Retype, without any change, the line that contains "let events = state" and every line that follows it to the end of the entries, and nothing else.

%%

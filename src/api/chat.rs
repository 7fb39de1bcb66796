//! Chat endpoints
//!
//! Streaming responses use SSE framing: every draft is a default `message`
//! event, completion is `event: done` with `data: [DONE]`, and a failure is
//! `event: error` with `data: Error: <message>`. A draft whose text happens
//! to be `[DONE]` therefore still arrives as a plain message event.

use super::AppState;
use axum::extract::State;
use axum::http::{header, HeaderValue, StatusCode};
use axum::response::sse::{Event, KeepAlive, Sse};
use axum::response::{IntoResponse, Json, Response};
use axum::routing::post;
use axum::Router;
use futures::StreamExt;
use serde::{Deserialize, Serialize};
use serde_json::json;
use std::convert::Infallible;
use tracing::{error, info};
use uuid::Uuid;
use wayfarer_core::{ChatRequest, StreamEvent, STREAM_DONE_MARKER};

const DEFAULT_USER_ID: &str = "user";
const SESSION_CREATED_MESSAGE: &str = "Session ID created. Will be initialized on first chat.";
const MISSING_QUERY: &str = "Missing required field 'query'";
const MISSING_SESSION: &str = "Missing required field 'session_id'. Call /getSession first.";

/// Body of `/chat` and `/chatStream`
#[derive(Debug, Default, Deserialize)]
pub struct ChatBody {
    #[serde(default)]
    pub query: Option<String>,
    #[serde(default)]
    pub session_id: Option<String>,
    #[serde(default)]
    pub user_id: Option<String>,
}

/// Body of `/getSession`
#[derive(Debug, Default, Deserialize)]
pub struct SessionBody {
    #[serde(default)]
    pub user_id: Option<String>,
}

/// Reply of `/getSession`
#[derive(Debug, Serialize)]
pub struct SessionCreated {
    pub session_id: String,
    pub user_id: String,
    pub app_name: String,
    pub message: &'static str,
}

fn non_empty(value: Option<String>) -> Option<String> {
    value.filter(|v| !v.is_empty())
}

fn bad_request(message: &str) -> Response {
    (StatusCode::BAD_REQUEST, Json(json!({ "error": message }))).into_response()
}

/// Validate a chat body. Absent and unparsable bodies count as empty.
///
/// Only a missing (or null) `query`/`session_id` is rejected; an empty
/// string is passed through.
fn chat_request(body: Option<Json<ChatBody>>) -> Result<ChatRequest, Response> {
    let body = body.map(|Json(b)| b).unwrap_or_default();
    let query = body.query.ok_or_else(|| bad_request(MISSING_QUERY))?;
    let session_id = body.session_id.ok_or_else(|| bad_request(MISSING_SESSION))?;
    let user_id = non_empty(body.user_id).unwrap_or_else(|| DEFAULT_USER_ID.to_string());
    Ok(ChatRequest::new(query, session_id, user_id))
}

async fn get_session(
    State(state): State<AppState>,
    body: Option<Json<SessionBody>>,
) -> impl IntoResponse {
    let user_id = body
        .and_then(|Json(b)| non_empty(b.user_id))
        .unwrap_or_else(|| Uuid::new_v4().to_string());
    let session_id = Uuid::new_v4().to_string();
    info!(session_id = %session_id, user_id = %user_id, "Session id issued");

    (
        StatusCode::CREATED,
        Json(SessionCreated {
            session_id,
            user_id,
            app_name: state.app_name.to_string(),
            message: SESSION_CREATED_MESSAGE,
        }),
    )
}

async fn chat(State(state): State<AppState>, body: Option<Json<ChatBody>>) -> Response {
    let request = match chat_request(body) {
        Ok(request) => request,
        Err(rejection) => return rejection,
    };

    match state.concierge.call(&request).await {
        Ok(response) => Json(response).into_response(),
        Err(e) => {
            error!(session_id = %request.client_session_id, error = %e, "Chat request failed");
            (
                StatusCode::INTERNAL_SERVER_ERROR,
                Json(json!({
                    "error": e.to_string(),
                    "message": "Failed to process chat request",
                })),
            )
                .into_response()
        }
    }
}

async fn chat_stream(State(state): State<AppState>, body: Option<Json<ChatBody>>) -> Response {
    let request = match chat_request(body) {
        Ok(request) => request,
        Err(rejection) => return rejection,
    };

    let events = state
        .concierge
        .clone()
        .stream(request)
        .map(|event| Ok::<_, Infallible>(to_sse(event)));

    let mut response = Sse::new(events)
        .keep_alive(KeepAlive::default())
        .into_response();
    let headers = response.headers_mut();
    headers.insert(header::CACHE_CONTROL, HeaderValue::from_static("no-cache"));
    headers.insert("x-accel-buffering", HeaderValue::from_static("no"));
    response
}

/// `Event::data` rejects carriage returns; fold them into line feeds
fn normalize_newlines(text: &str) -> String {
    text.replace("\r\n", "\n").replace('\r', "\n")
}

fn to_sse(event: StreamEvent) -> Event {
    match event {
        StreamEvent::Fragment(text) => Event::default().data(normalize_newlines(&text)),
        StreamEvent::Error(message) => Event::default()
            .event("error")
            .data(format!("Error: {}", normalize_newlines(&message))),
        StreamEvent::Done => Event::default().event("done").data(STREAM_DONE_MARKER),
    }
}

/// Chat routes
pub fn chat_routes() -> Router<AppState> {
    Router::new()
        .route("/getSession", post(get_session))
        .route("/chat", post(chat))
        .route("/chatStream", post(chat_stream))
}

%%

ANSWER SECTION:
    let events = state
        .concierge
        .clone()
        .stream(request)
        .map(|event| Ok::<_, Infallible>(to_sse(event)));

    let mut response = Sse::new(events)
        .keep_alive(KeepAlive::default())
        .into_response();
    let headers = response.headers_mut();
    headers.insert(header::CACHE_CONTROL, HeaderValue::from_static("no-cache"));
    headers.insert("x-accel-buffering", HeaderValue::from_static("no"));
    response
}

/// `Event::data` rejects carriage returns; fold them into line feeds
fn normalize_newlines(text: &str) -> String {
    text.replace("\r\n", "\n").replace('\r', "\n")
}

fn to_sse(event: StreamEvent) -> Event {
    match event {
        StreamEvent::Fragment(text) => Event::default().data(normalize_newlines(&text)),
        StreamEvent::Error(message) => Event::default()
            .event("error")
            .data(format!("Error: {}", normalize_newlines(&message))),
        StreamEvent::Done => Event::default().event("done").data(STREAM_DONE_MARKER),
    }
}

/// Chat routes
pub fn chat_routes() -> Router<AppState> {
    Router::new()
        .route("/getSession", post(get_session))
        .route("/chat", post(chat))
        .route("/chatStream", post(chat_stream))
}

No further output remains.